Personal information
- Date of birth: March 25, 1995 (age 31)
- Place of birth: Orlando, Florida, United States
- Height: 5 ft 8 in (1.73 m)
- Positions: Defender; midfielder;

Youth career
- 2013–2014: Orlando City

College career
- Years: Team / Apps / (Gls)
- 2014–2017: Creighton Bluejays / 71 / (4)

Senior career*
- Years: Team / Apps / (Gls)
- 2014–2015: Orlando City U-23 / 21 / (1)
- 2017: Tampa Bay Rowdies U23 / 9 / (0)
- 2018–2019: Pittsburgh Riverhounds / 25 / (0)
- 2021: FC Tucson / 26 / (0)
- 2022–2023: Greenville Triumph / 27 / (1)

= Noah Franke =

American soccer player

Noah Franke (born March 25, 1995) is an American soccer player.

==Career==
===College===
Franke spent his entire college career at Creighton University between 2014 and 2017, where he made 85 appearances, starting 57 games, scoring 6 goals and tallying 14 assists in his time with the Bluejays.
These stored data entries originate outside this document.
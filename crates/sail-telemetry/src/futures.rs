use std::fmt;
use std::future::Future;
use std::pin::Pin;
use std::task::{Context, Poll};

use fastrace::Span;
use pin_project_lite::pin_project;

use crate::common::SpanAttribute;

/// An extension trait for [`Future`]s to run them within a tracing span
/// and record custom information upon their completion.
/// This is inspired by [`fastrace::future::FutureExt::in_span`].
pub trait TracingFutureExt: Future {
    fn in_span_with_recorder<R>(self, span: Span, recorder: R) -> InSpanWithRecorder<Self, R>
    where
        Self: Sized,
        R: FnOnce(&Span, &Self::Output) + Send + 'static;
}

impl<T: Future> TracingFutureExt for T {
    fn in_span_with_recorder<R>(self, span: Span, recorder: R) -> InSpanWithRecorder<Self, R>
    where
        Self: Sized,
        R: FnOnce(&Span, &T::Output) + Send + 'static,
    {
        InSpanWithRecorder {
            inner: self,
            span: Some(span),
            recorder: Some(recorder),
        }
    }
}

pin_project! {
    pub struct InSpanWithRecorder<F, R> {
        #[pin]
        inner: F,
        span: Option<Span>,
        recorder: Option<R>,
    }
}

impl<F, R> Future for InSpanWithRecorder<F, R>
where
    F: Future,
    R: FnOnce(&Span, &F::Output) + Send + 'static,
{
    type Output = F::Output;

    fn poll(self: Pin<&mut Self>, cx: &mut Context<'_>) -> Poll<Self::Output> {
        let this = self.project();

        let _guard = this.span.as_ref().map(|s| s.set_local_parent());
        let poll = this.inner.poll(cx);

        if let Poll::Ready(ref output) = poll {
            if let (Some(span), Some(recorder)) = (this.span.take(), this.recorder.take()) {
                recorder(&span, output);
            }
        }

        poll
    }
}

/// Records the error message from a [`Result`] in the given span.
pub fn record_error<T, E>(span: &Span, result: &Result<T, E>)
where
    E: fmt::Display,
{
    if let Err(e) = result {
        span.add_property(|| (SpanAttribute::EXCEPTION_MESSAGE, e.to_string()));
    }
}
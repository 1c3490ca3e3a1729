/// Common span attribute names.
/// The name either follow the OpenTelemetry semantic conventions,
/// or is specific to Sail.
pub struct SpanAttribute;

impl SpanAttribute {
    pub const EXCEPTION_MESSAGE: &'static str = "exception.message";
    pub const RETRY_ATTEMPT: &'static str = "retry.attempt";
    pub const K8S_NAMESPACE_NAME: &'static str = "k8s.namespace.name";
    pub const SUBMIT_APP_ID: &'static str = "submit.app.id";
}
use fastrace::local::LocalSpan;
use fastrace::Event;
use log::{Log, Metadata, Record};

/// A logger that attaches each record to the current local span as a fastrace event,
/// so that submission progress is visible alongside the exported traces.
pub struct SpanEventLogger;

impl Log for SpanEventLogger {
    fn enabled(&self, _metadata: &Metadata) -> bool {
        true
    }

    fn log(&self, record: &Record) {
        let event = Event::new(record.level().as_str()).with_properties(|| {
            [
                ("message", record.args().to_string()),
                ("target", record.target().to_string()),
            ]
        });
        LocalSpan::add_event(event);
    }

    fn flush(&self) {}
}
pub mod cluster;
pub mod conf;
pub mod constants;
pub mod diagnostics;
pub mod error;
pub mod gate;
pub mod handshake;
pub mod launcher;
pub mod options;
pub mod pod;
pub mod provisioner;
pub mod retry;
pub mod rpc;
pub mod submission;
#[cfg(test)]
mod testing;
pub mod watch;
During his time at college, Franke played with Premier Development League sides Orlando City U-23 and Tampa Bay Rowdies U23.

===Professional===
Franke was selected in the fourth round (80th overall) of the 2018 MLS SuperDraft by FC Dallas. However, he was not signed by the club.

On March 28, 2018, Franke signed for USL side Pittsburgh Riverhounds SC.

On April 15, 2021, Franke joined USL League One club FC Tucson ahead of the 2021 season.

Franke signed with Greenville Triumph SC on January 21, 2022.